The fiction Satyam fessed up to today is certainly a beast of another order - a tiger, perhaps? In Raju's words, "What started as a marginal gap between actual operating profit and the one reflected in the books of accounts continued to grow over the years. It has attained unmanageable proportions as the size of company operations grew." Drawing on the words of a wise man (Harry Truman), Raju concluded, "It was like riding a tiger, not knowing how to get off without being eaten." Raju, taking the "high road," says he tried to mend the situation by attempting to buy two construction firms in which the company?s founders held stakes, and defended himself by stating that neither he nor his co-founder had ever "taken one rupee/dollar from the company."

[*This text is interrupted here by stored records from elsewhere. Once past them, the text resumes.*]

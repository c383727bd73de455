//! Admin API: CRUD over users, roles, grants, backend servers, OAuth
//! providers, and group→role mappings.
//!
//! Every handler authenticates via the [`Principal`] extractor and
//! authorizes against a specific permission; admins pass everything.
//!
//! [`Principal`]: crate::api::principal::Principal

pub mod oauth;
pub mod roles;
pub mod servers;
pub mod users;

After dropping the bomb (read the full text of Raju's letter to the board here), Raju resigned, stating, "I am now prepared to subject myself to the laws of the land and face consequences thereof." Bring in the tigers! Ready for another punchline? Satyam means truth in Hindi. Bah-dum-bum.

In addition to essentially giving its clients away to its competitors on a silver platter, the Satyam scandal raises questions about regulatory oversight and accounting standards in India (nice to know the SEC isn't alone in missing huge frauds), and whether similar time-bombs are ticking away at other Indian outsourcing firms, waiting to be uncovered in due time. Which then begs the question, are we really gaining by offshoring? The old adages, "You get what you pay for," and "There's no such thing as free lunch" come to mind.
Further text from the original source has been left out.